======== Source records
//! Physical Constants for Tinflux
//!
//! Coefficients behind the derived-metrics worker. All formulas use SI units
//! internally (K, Pa, kg/m³); conversion to display units happens only when
//! the metric set is assembled.

// ===== TEMPERATURE =====

/// Offset between Celsius and Kelvin (K).
///
/// Source: NIST Special Publication 330 (2019)
pub const ABSOLUTE_ZERO_OFFSET_K: f64 = 273.15;

// ===== MAGNUS FORMULA =====

/// Saturation vapor pressure at 0°C (Pa).
///
/// Leading factor of the Magnus formula over liquid water:
/// `e_sat = 611.2 · exp(17.62·T / (243.12 + T))`.
///
/// Source: WMO Guide to Meteorological Instruments (WMO-No. 8), Annex 4.B
pub const MAGNUS_BASE_PRESSURE_PA: f64 = 611.2;

/// Magnus formula coefficient (dimensionless).
///
/// Source: WMO-No. 8, Annex 4.B
pub const MAGNUS_COEFFICIENT: f64 = 17.62;

/// Magnus formula temperature offset (°C).
///
/// Source: WMO-No. 8, Annex 4.B
pub const MAGNUS_TEMPERATURE_OFFSET_C: f64 = 243.12;

// ===== GAS CONSTANTS =====

/// Specific gas constant of water vapor (J/(kg·K)).
///
/// Source: Wagner & Pruß, IAPWS-95
pub const GAS_CONSTANT_WATER_VAPOR: f64 = 461.51;

/// Specific gas constant of dry air (J/(kg·K)).
///
/// Source: International Standard Atmosphere (ISO 2533:1975)
pub const GAS_CONSTANT_DRY_AIR: f64 = 287.058;

// ===== STANDARD ATMOSPHERE =====

/// Standard atmospheric pressure at sea level (Pa).
///
/// Source: International Standard Atmosphere (ISA)
pub const SEA_LEVEL_PRESSURE_PA: f64 = 101_325.0;

/// Exponent of the international barometric formula (dimensionless).
///
/// `g·M / (R·L)` for the ISA troposphere, rounded as in the standard
/// hypsometric approximation.
pub const BAROMETRIC_EXPONENT: f64 = 5.255;

/// Tropospheric temperature lapse rate (K/m).
///
/// Source: International Standard Atmosphere (ISA)
pub const TEMPERATURE_LAPSE_RATE_K_PER_M: f64 = 0.0065;

// ===== UNIT CONVERSION =====

/// Pascal per hectopascal.
pub const PA_PER_HPA: f64 = 100.0;

/// Grams per kilogram, used for densities (g/m³) and ratios (g/kg).
pub const G_PER_KG: f64 = 1000.0;
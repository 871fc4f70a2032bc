use super::{QueryState, State, StateContext, StateKind, Transition};
use crate::assignments::HostId;
use crate::message::{Heartbeat, Leader, Offline, Query};
use crate::scheduler::{TimerId, TimerKind};
use std::sync::Arc;
use tracing::{debug, info};

/// Follows the leader's table and watches for the leader going quiet.
#[derive(Debug)]
pub struct InactiveState {
    leader: Option<HostId>,
    timer: Option<TimerId>,
}

impl InactiveState {
    /// `leader` is the host presumed to be leading, if known
    pub fn new(leader: Option<HostId>) -> Self {
        Self {
            leader,
            timer: None,
        }
    }

    pub fn leader(&self) -> Option<&str> {
        self.leader.as_deref()
    }

    fn rearm(&mut self, ctx: &mut StateContext<'_>) {
        if let Some(timer) = self.timer.take() {
            ctx.cancel(timer);
        }
        let timeout = ctx.config().reactivate();
        self.timer = Some(ctx.schedule(timeout, TimerKind::Reactivate));
    }
}

impl State for InactiveState {
    fn kind(&self) -> StateKind {
        StateKind::Inactive
    }

    fn start(&mut self, ctx: &mut StateContext<'_>) {
        self.rearm(ctx);
    }

    fn process_heartbeat(&mut self, ctx: &mut StateContext<'_>, msg: &Heartbeat) -> Transition {
        if self.leader.as_deref() == Some(msg.source.as_str()) {
            self.rearm(ctx);
        }
        Transition::Stay
    }

    fn process_query(&mut self, ctx: &mut StateContext<'_>, msg: &Query) -> Transition {
        if msg.source != ctx.host() {
            ctx.publish_identification();
        }
        Transition::Stay
    }

    fn process_leader(&mut self, ctx: &mut StateContext<'_>, msg: &Leader) -> Transition {
        if msg.source == ctx.host() {
            debug!(host = %ctx.host(), "Ignoring own stale leader message");
            return Transition::Stay;
        }

        if !ctx.start_distributing(Arc::new(msg.assignments.clone())) {
            return Transition::Stay;
        }
        if self.leader.as_deref() != Some(msg.source.as_str()) {
            info!(host = %ctx.host(), leader = %msg.source, "Following leader");
            self.leader = Some(msg.source.clone());
        }
        self.rearm(ctx);
        Transition::Stay
    }

    fn process_offline(&mut self, ctx: &mut StateContext<'_>, msg: &Offline) -> Transition {
        if self.leader.as_deref() == Some(msg.source.as_str()) {
            info!(host = %ctx.host(), leader = %msg.source, "Leader went offline, querying pool");
            return Transition::To(Box::new(QueryState::new(None)));
        }
        Transition::Stay
    }

    fn on_timer(&mut self, ctx: &mut StateContext<'_>, kind: TimerKind) -> Transition {
        if kind != TimerKind::Reactivate {
            return Transition::Stay;
        }
        self.timer = None;
        info!(host = %ctx.host(), leader = ?self.leader, "Leader silent, querying pool");
        Transition::To(Box::new(QueryState::new(None)))
    }
}
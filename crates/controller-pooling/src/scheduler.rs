//! State timers
//!
//! Timers run as tokio tasks on the runtime captured when the manager was
//! built. A firing timer only reaches the current state if it is still
//! registered and was scheduled in the current generation; every state change
//! starts a new generation and cancels everything scheduled before it.

use std::collections::HashMap;
use std::fmt;
use std::sync::Arc;
use std::time::Duration;
use tokio::runtime::Handle;
use tokio::task::JoinHandle;

/// Handle to a scheduled timer
#[derive(Debug, Clone, Copy, PartialEq, Eq, Hash)]
pub struct TimerId(u64);

/// What a timer is for; passed back to the state when it fires
#[derive(Debug, Clone, Copy, PartialEq, Eq, Hash)]
pub enum TimerKind {
    /// Start: own heartbeat not seen yet
    StartHeartbeat,
    /// Query, Active: identification window closed
    IdentificationWindow,
    /// Inactive: no leader traffic for too long
    Reactivate,
    /// Active: periodic heartbeat on the admin channel
    LeaderHeartbeat,
    /// Active: periodic check that our own traffic is echoed back
    ActiveCheck,
}

impl fmt::Display for TimerKind {
    fn fmt(&self, f: &mut fmt::Formatter<'_>) -> fmt::Result {
        let name = match self {
            TimerKind::StartHeartbeat => "start-heartbeat",
            TimerKind::IdentificationWindow => "identification-window",
            TimerKind::Reactivate => "reactivate",
            TimerKind::LeaderHeartbeat => "leader-heartbeat",
            TimerKind::ActiveCheck => "active-check",
        };
        f.write_str(name)
    }
}

/// Callback invoked from the timer task: `(timer, kind, generation)`
pub type TimerSink = Arc<dyn Fn(TimerId, TimerKind, u64) + Send + Sync>;

struct Timer {
    generation: u64,
    repeating: bool,
    task: JoinHandle<()>,
}

/// Per-manager timer registry
pub struct Scheduler {
    runtime: Handle,
    sink: TimerSink,
    generation: u64,
    next_id: u64,
    timers: HashMap<TimerId, Timer>,
}

impl Scheduler {
    pub fn new(runtime: Handle, sink: TimerSink) -> Self {
        Self {
            runtime,
            sink,
            generation: 0,
            next_id: 1,
            timers: HashMap::new(),
        }
    }

    pub fn generation(&self) -> u64 {
        self.generation
    }

    /// Number of live timers
    pub fn pending(&self) -> usize {
        self.timers.len()
    }

    /// Fire `kind` once after `delay`
    pub fn schedule(&mut self, delay: Duration, kind: TimerKind) -> TimerId {
        let id = self.allocate();
        let generation = self.generation;
        let sink = Arc::clone(&self.sink);
        let task = self.runtime.spawn(async move {
            tokio::time::sleep(delay).await;
            sink(id, kind, generation);
        });
        self.timers.insert(
            id,
            Timer {
                generation,
                repeating: false,
                task,
            },
        );
        id
    }

    /// Fire `kind` after `initial`, then every `period` until cancelled
    pub fn schedule_with_fixed_delay(
        &mut self,
        initial: Duration,
        period: Duration,
        kind: TimerKind,
    ) -> TimerId {
        let id = self.allocate();
        let generation = self.generation;
        let sink = Arc::clone(&self.sink);
        let task = self.runtime.spawn(async move {
            tokio::time::sleep(initial).await;
            loop {
                sink(id, kind, generation);
                tokio::time::sleep(period).await;
            }
        });
        self.timers.insert(
            id,
            Timer {
                generation,
                repeating: true,
                task,
            },
        );
        id
    }

    /// Cancel a timer; returns false if it already fired or was cancelled
    pub fn cancel(&mut self, id: TimerId) -> bool {
        match self.timers.remove(&id) {
            Some(timer) => {
                timer.task.abort();
                true
            }
            None => false,
        }
    }

    /// Cancel every timer and open a new generation
    pub fn reset(&mut self) {
        for (_, timer) in self.timers.drain() {
            timer.task.abort();
        }
        self.generation += 1;
    }

    /// Decide whether a firing timer may reach the current state.
    ///
    /// One-shot timers are unregistered when accepted.
    pub fn accept(&mut self, id: TimerId, generation: u64) -> bool {
        if generation != self.generation {
            return false;
        }
        match self.timers.get(&id) {
            Some(timer) if timer.generation == generation => {
                if !timer.repeating {
                    self.timers.remove(&id);
                }
                true
            }
            _ => false,
        }
    }

    #[cfg(test)]
    pub(crate) fn pending_ids(&self) -> Vec<TimerId> {
        self.timers.keys().copied().collect()
    }

    fn allocate(&mut self) -> TimerId {
        let id = TimerId(self.next_id);
        self.next_id += 1;
        id
    }
}

impl Drop for Scheduler {
    fn drop(&mut self) {
        for (_, timer) in self.timers.drain() {
            timer.task.abort();
        }
    }
}

impl fmt::Debug for Scheduler {
    fn fmt(&self, f: &mut fmt::Formatter<'_>) -> fmt::Result {
        f.debug_struct("Scheduler")
            .field("generation", &self.generation)
            .field("pending", &self.timers.len())
            .finish()
    }
}

#[cfg(test)]
mod tests {
    use super::*;
    use parking_lot::Mutex;

    type Fired = Arc<Mutex<Vec<(TimerId, TimerKind, u64)>>>;

    fn recording_scheduler() -> (Scheduler, Fired) {
        let fired: Fired = Arc::new(Mutex::new(Vec::new()));
        let sink_fired = Arc::clone(&fired);
        let sink: TimerSink = Arc::new(move |id: TimerId, kind: TimerKind, generation: u64| {
            sink_fired.lock().push((id, kind, generation));
        });
        (Scheduler::new(Handle::current(), sink), fired)
    }

    #[tokio::test(start_paused = true)]
    async fn test_one_shot_fires_once() {
        let (mut scheduler, fired) = recording_scheduler();
        let id = scheduler.schedule(Duration::from_millis(100), TimerKind::Reactivate);

        tokio::time::sleep(Duration::from_millis(99)).await;
        assert!(fired.lock().is_empty());

        tokio::time::sleep(Duration::from_millis(500)).await;
        let events = fired.lock().clone();
        assert_eq!(events, vec![(id, TimerKind::Reactivate, 0)]);

        assert!(scheduler.accept(id, 0));
        assert!(!scheduler.accept(id, 0), "one-shot is consumed");
    }

    #[tokio::test(start_paused = true)]
    async fn test_fixed_delay_repeats() {
        let (mut scheduler, fired) = recording_scheduler();
        let id = scheduler.schedule_with_fixed_delay(
            Duration::from_millis(10),
            Duration::from_millis(100),
            TimerKind::LeaderHeartbeat,
        );

        tokio::time::sleep(Duration::from_millis(315)).await;
        assert_eq!(fired.lock().len(), 4);
        assert!(scheduler.accept(id, 0));
        assert!(scheduler.accept(id, 0), "repeating timers stay registered");

        assert!(scheduler.cancel(id));
        tokio::time::sleep(Duration::from_millis(500)).await;
        assert_eq!(fired.lock().len(), 4);
    }

    #[tokio::test(start_paused = true)]
    async fn test_reset_invalidates_previous_generation() {
        let (mut scheduler, fired) = recording_scheduler();
        let old = scheduler.schedule(Duration::from_millis(50), TimerKind::StartHeartbeat);
        scheduler.reset();
        assert_eq!(scheduler.generation(), 1);
        assert_eq!(scheduler.pending(), 0);
        assert!(!scheduler.accept(old, 0));

        let new = scheduler.schedule(Duration::from_millis(50), TimerKind::IdentificationWindow);
        tokio::time::sleep(Duration::from_millis(100)).await;

        let events = fired.lock().clone();
        assert_eq!(events, vec![(new, TimerKind::IdentificationWindow, 1)]);
        assert!(scheduler.accept(new, 1));
    }

    #[tokio::test(start_paused = true)]
    async fn test_cancel_unknown() {
        let (mut scheduler, _fired) = recording_scheduler();
        let id = scheduler.schedule(Duration::from_secs(1), TimerKind::ActiveCheck);
        assert!(scheduler.cancel(id));
        assert!(!scheduler.cancel(id));
    }
}
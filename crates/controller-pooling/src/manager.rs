//! Pooling manager
//!
//! One manager per pooled controller. It owns the current coordination state,
//! the installed assignment table and the offline queue behind a single lock,
//! feeds bus traffic and timers into the state machine, and routes external
//! events. Anything that leaves the process (publishing, injecting into the
//! controller) is collected while the lock is held and performed after it is
//! released.

use crate::assignments::{BucketAssignments, HostId};
use crate::bus::{InternalBus, TopicEndpoint, TopicListener};
use crate::config::PoolingConfig;
use crate::controller::PoolingController;
use crate::error::{PoolingError, Result};
use crate::message::{current_time_ms, decode, Forward, Message, ADMIN_CHANNEL};
use crate::observability::{CoordinationMetrics, RoutingMetrics};
use crate::queue::EventQueue;
use crate::router::{
    decide, Decision, DropReason, ForwardOutcome, JsonFieldExtractor, RequestIdExtractor,
    RouteOutcome, RouterStats, RouterStatsSnapshot,
};
use crate::scheduler::{Scheduler, TimerId, TimerKind, TimerSink};
use crate::state::{IdleState, Outgoing, StartState, State, StateContext, StateKind, Transition};
use parking_lot::Mutex;
use std::sync::{Arc, Weak};
use tokio::runtime::Handle;
use tracing::{debug, info, trace, warn};

struct ManagerInner {
    state: Box<dyn State>,
    table: Option<Arc<BucketAssignments>>,
    queue: EventQueue,
    scheduler: Scheduler,
    running: bool,
}

struct Shared {
    host: HostId,
    config: PoolingConfig,
    bus: InternalBus,
    controller: Arc<dyn PoolingController>,
    extractor: Arc<dyn RequestIdExtractor>,
    stats: RouterStats,
    inner: Mutex<ManagerInner>,
}

/// Coordinates one controller's share of the pool
pub struct PoolingManager {
    shared: Arc<Shared>,
}

impl PoolingManager {
    /// Build a manager that extracts request ids from the configured JSON fields.
    ///
    /// Must be called from within a tokio runtime; its handle drives the
    /// manager's timers.
    pub fn new(
        config: PoolingConfig,
        endpoint: Arc<dyn TopicEndpoint>,
        controller: Arc<dyn PoolingController>,
    ) -> Result<Self> {
        let extractor = Arc::new(JsonFieldExtractor::new(config.request_id_fields.clone()));
        Self::with_extractor(config, endpoint, controller, extractor)
    }

    pub fn with_extractor(
        config: PoolingConfig,
        endpoint: Arc<dyn TopicEndpoint>,
        controller: Arc<dyn PoolingController>,
        extractor: Arc<dyn RequestIdExtractor>,
    ) -> Result<Self> {
        config.validate()?;
        if endpoint.topic() != config.topic {
            return Err(PoolingError::InvalidConfig(format!(
                "endpoint topic {} does not match configured topic {}",
                endpoint.topic(),
                config.topic
            )));
        }
        let runtime = Handle::try_current().map_err(|_| PoolingError::NoRuntime)?;

        let host = match &config.host {
            Some(host) => host.clone(),
            None => generate_host_id(controller.name()),
        };

        let shared = Arc::new_cyclic(|weak: &Weak<Shared>| {
            let timer_target = weak.clone();
            let sink: TimerSink = Arc::new(move |id: TimerId, kind: TimerKind, generation: u64| {
                if let Some(shared) = timer_target.upgrade() {
                    shared.fire_timer(id, kind, generation);
                }
            });

            Shared {
                inner: Mutex::new(ManagerInner {
                    state: Box::new(IdleState),
                    table: None,
                    queue: EventQueue::new(config.offline_queue_limit, config.offline_queue_age()),
                    scheduler: Scheduler::new(runtime, sink),
                    running: false,
                }),
                host,
                bus: InternalBus::new(endpoint),
                controller,
                extractor,
                stats: RouterStats::default(),
                config,
            }
        });

        info!(
            host = %shared.host,
            controller = %shared.controller.name(),
            topic = %shared.config.topic,
            "Pooling manager created"
        );
        Ok(Self { shared })
    }

    pub fn host(&self) -> &str {
        &self.shared.host
    }

    pub fn topic(&self) -> &str {
        self.shared.bus.topic()
    }

    pub fn config(&self) -> &PoolingConfig {
        &self.shared.config
    }

    pub fn state(&self) -> StateKind {
        self.shared.inner.lock().state.kind()
    }

    pub fn state_name(&self) -> &'static str {
        self.state().as_str()
    }

    /// Currently installed assignment table
    pub fn assignments(&self) -> Option<Arc<BucketAssignments>> {
        self.shared.inner.lock().table.clone()
    }

    pub fn router_stats(&self) -> RouterStatsSnapshot {
        self.shared.stats.snapshot()
    }

    /// Events parked until a table is installed
    pub fn queue_len(&self) -> usize {
        self.shared.inner.lock().queue.len()
    }

    pub fn is_running(&self) -> bool {
        self.shared.inner.lock().running
    }

    // ==================== Lifecycle ====================

    pub fn before_start(&self) {
        if let Err(e) = self.shared.bus.endpoint().start_publisher() {
            warn!(host = %self.shared.host, topic = %self.topic(), error = %e, "Failed to start publisher");
        }
    }

    pub fn after_start(&self) {
        let listener: Arc<dyn TopicListener> = Arc::new(BusListener {
            shared: Arc::downgrade(&self.shared),
        });
        if let Err(e) = self.shared.bus.endpoint().start_consumer(listener) {
            warn!(host = %self.shared.host, topic = %self.topic(), error = %e, "Failed to start consumer");
        }

        let mut outbox = Vec::new();
        {
            let mut inner = self.shared.inner.lock();
            inner.running = true;
            if self.shared.controller.is_locked() {
                info!(host = %self.shared.host, "Controller is locked, staying idle");
            } else {
                self.shared
                    .change_state(&mut inner, Box::new(StartState::new()), &mut outbox);
            }
        }
        self.shared.flush(outbox);
    }

    pub fn before_stop(&self) {
        self.shared.bus.endpoint().stop_consumer();
        let outbox = {
            let mut inner = self.shared.inner.lock();
            inner.running = false;
            self.shared.go_offline(&mut inner)
        };
        self.shared.flush(outbox);
    }

    pub fn after_stop(&self) {
        self.shared
            .bus
            .endpoint()
            .stop_publisher(self.shared.config.offline_publish_wait());
        info!(host = %self.shared.host, "Pooling stopped");
    }

    pub fn before_lock(&self) {
        let outbox = {
            let mut inner = self.shared.inner.lock();
            self.shared.go_offline(&mut inner)
        };
        self.shared.flush(outbox);
    }

    pub fn after_unlock(&self) {
        let mut outbox = Vec::new();
        {
            let mut inner = self.shared.inner.lock();
            if inner.running && inner.state.kind() == StateKind::Idle {
                self.shared
                    .change_state(&mut inner, Box::new(StartState::new()), &mut outbox);
            }
        }
        self.shared.flush(outbox);
    }

    // ==================== Routing ====================

    /// Offer an external event to the pool.
    ///
    /// Returns true when pooling took the event and the controller must not
    /// process it itself.
    pub fn before_offer(&self, protocol: &str, topic: &str, event: &str) -> bool {
        self.route_inbound(protocol, topic, event) == RouteOutcome::Handled
    }

    pub fn route_inbound(&self, protocol: &str, topic: &str, event: &str) -> RouteOutcome {
        self.shared.route_inbound(protocol, topic, event)
    }

    /// Route a forwarded event received from a peer
    pub fn route_forward(&self, forward: Forward) -> ForwardOutcome {
        self.shared.route_forward(forward)
    }

    // ==================== Bus ====================

    /// Entry point for raw text arriving on the internal topic
    pub fn on_topic_event(&self, topic: &str, event: &str) {
        self.shared.on_topic_event(topic, event);
    }

    /// Publish a message on `channel` right away
    pub fn publish(&self, channel: &str, mut message: Message) {
        message.set_channel(channel);
        self.shared.publish_now(&message);
    }

    pub fn publish_admin(&self, message: Message) {
        self.publish(ADMIN_CHANNEL, message);
    }
}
================
### What is required
Above are the records; from them, give again exactly the lines from the one containing "pub const GAS_CONSTANT_DRY_AIR: f64" to the one containing "pub const SEA_LEVEL_PRESSURE_PA: f64", both lines included, and nothing more.

### Response for this exercise
pub const GAS_CONSTANT_DRY_AIR: f64 = 287.058;

// ===== STANDARD ATMOSPHERE =====

/// Standard atmospheric pressure at sea level (Pa).
///
/// Source: International Standard Atmosphere (ISA)
pub const SEA_LEVEL_PRESSURE_PA: f64 = 101_325.0;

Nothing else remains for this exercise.